001: /*
002: * This program is free software; you can redistribute it and/or modify
003: * it under the terms of the GNU General Public License as published by
004: * the Free Software Foundation; either version 2 of the License, or
005: * (at your option) any later version.
006: *
007: * This program is distributed in the hope that it will be useful,
008: * but WITHOUT ANY WARRANTY; without even the implied warranty of
009: * MERCHANTABILITY or FITNESS FOR A PARTICULAR PURPOSE. See the
010: * GNU General Public License for more details.
011: *
012: * You should have received a copy of the GNU General Public License
013: * along with this program; if not, write to the Free Software
014: * Foundation, Inc., 675 Mass Ave, Cambridge, MA 02139, USA.
015: */
016:
017: /*
018: * BinC45Split.java
019: * Copyright (C) 1999 University of Waikato, Hamilton, New Zealand
020: *
021: */
022:
023: package weka.classifiers.trees.j48;
024:
025: import weka.core.Instance;
026: import weka.core.Instances;
027: import weka.core.Utils;
028:
029: import java.util.Enumeration;
030:
031: /**
032: * Class implementing a binary C4.5-like split on an attribute.
033: *
034: * @author Eibe Frank (eibe@cs.waikato.ac.nz)

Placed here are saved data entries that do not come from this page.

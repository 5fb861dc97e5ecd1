pub mod app;
pub mod config;
pub mod page;
pub mod registrar;

pub use app::*;
pub use config::*;
pub use page::*;
pub use registrar::*;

035: * @version $Revision: 1.13 $
036: */
037: public class BinC45Split extends ClassifierSplitModel {
038:
039: /** for serialization */
040: private static final long serialVersionUID = -1278776919563022474L;
041:
042: /** Attribute to split on. */
043: private int m_attIndex;
044:
045: /** Minimum number of objects in a split. */
046: private int m_minNoObj;
047:
048: /** Value of split point. */
049: private double m_splitPoint;
050:
051: /** InfoGain of split. */
052: private double m_infoGain;
053:
054: /** GainRatio of split. */
055: private double m_gainRatio;
056:
057: /** The sum of the weights of the instances. */
058: private double m_sumOfWeights;
059:
060: /** Static reference to splitting criterion. */
061: private static InfoGainSplitCrit m_infoGainCrit = new InfoGainSplitCrit();
062:
063: /** Static reference to splitting criterion. */
064: private static GainRatioSplitCrit m_gainRatioCrit = new GainRatioSplitCrit();
065:
066: /**
067: * Initializes the split model.
068: */
069: public BinC45Split(int attIndex, int minNoObj, double sumOfWeights) {
070:
071: // Get index of attribute to split on.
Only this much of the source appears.